Als Nächstes suchte ich unter den Zeitschriften. Nichts. Beryl hatte wohl ausschließlich Bücher geschrieben. Anscheinend hatte sie in Magazinen weder etwas veröffentlicht, noch war jemals ein Interview darin erschienen. Vielleicht erwiesen sich Zeitungsausschnitte als ergiebiger. In der Richmond Times waren im Lauf der letzten Jahre ein paar Buchbesprechungen erschienen. Aber sie waren nutzlos, denn die Autorin war darin unter ihren Pseudonymen aufgeführt, Beryls Mörder hingegen hatte sie unter ihrem richtigen Namen gekannt.

Eine Seite nach der anderen flimmerte in unscharfen Buchstaben über den Bildschirm. »Maberly«, »Macon« und schließlich »Madison«. In der Times vom November vergangenen Jahres fand ich eine kurze Meldung über Beryl:

AUTORENVORTRAG

Die Romanautorin Beryl Stratton Madison wird am Mittwoch im Jefferson Hotel, Main und Adams Street, vor den Daughters of the American Revolution einen Vortrag halten. Miss Madison, eine Schülerin des Pulitzerpreisgewinners Cary Harper, wurde durch ihre historischen Romane über die Amerikanische Revolution und den Bürgerkrieg bekannt. Sie spricht zum Thema »Die Legende als Vehikel historischer Wahrheit«.

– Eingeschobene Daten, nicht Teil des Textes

use crate::state::AppState;
use crate::{auth, kuris, spin, users};
use axum::{routing::get, Router};
use std::net::SocketAddr;
use tower_http::{cors::CorsLayer, trace::TraceLayer};

pub fn build_app(state: AppState) -> Router {
    Router::new()
        .nest(
            "/api/v1",
            Router::new()
                .merge(auth::router())
                .merge(users::router())
                .merge(kuris::router())
                .merge(spin::router())
                .route("/health", get(|| async { "ok" })),
        )
        .with_state(state)
        .layer(CorsLayer::permissive())
        .layer(
            TraceLayer::new_for_http()
                .make_span_with(|req: &axum::http::Request<_>| {
                    let method = req.method().clone();
                    let uri = req.uri().clone();
                    tracing::info_span!("http_request", %method, uri = %uri)
                })
                .on_response(
                    |res: &axum::http::Response<_>,
                     _latency: std::time::Duration,
                     span: &tracing::Span| {
                        let status = res.status();
                        span.record("status", tracing::field::display(status));
                        if status.is_server_error() {
                            tracing::error!(%status, "response");
                        } else {
                            tracing::info!(%status, "response");
                        }
                    },
                ),
        )
}

pub async fn serve(app: Router) -> anyhow::Result<()> {
    let addr: SocketAddr = format!(
        "{}:{}",
        std::env::var("APP_HOST").unwrap_or_else(|_| "0.0.0.0".into()),
        std::env::var("APP_PORT").unwrap_or_else(|_| "8080".into())
    )
    .parse()?;

    tracing::info!("listening on {}", addr);
    let listener = tokio::net::TcpListener::bind(addr).await?;
    axum::serve(listener, app).await?;
    Ok(())
}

Ich notierte ein paar Stichpunkte und suchte mir dann aus den Regalen einige von Beryls Büchern heraus, um sie mir anzusehen. Als ich wieder im Büro war, erledigte ich eine Menge Schreibarbeit, doch meine Aufmerksamkeit wanderte ständig hinüber zum Telefon. Das geht dich doch nichts an. Ich wusste sehr wohl, wo mein Aufgabenbereich aufhörte und der der Polizei begann.

Draußen im Gang öffneten sich die Türen des Aufzugs, und Leute vom Reinigungspersonal unterhielten sich lautstark auf ihrem Weg zur Besenkammer ein paar Türen weiter. Sie kamen immer gegen sechs Uhr dreißig. Ich war mir ziemlich sicher, dass ich Mrs. J.R. McTigue, über die man laut Zeitung damals die Karten hatte vorbestellen können, sowieso nicht erreichen würde. Die Nummer, die ich mir notiert hatte, war vermutlich die Geschäftsnummer der Daughters of the American Revolution, die nach fünf bestimmt nicht mehr besetzt sein würde.

Schon nach dem zweiten Läuten hob jemand ab.

Nach einer kurzen Pause fragte ich: »Spreche ich mit Mrs. J.R. McTigue?«

»Ja, ich bin Mrs. McTigue, warum?«

Es war zu spät. Es gab keine andere Möglichkeit, jetzt musste ich direkt sein. »Mrs. McTigue, mein Name ist Dr. Scarpetta …«

»Doktor wer

»Scarpetta«, wiederholte ich. »Ich bin Chief Medical Examiner und untersuche den Tod von Beryl Madison …«

»Ach, du meine Güte. Ja, ich habe darüber gelesen. Wie schrecklich! Sie war eine so liebenswerte junge Frau. Ich konnte es einfach nicht glauben, als ich hörte …«

»Soviel ich weiß, hat sie auf dem Treffen der Daughters of the American Revolution im November gesprochen«, sagte ich.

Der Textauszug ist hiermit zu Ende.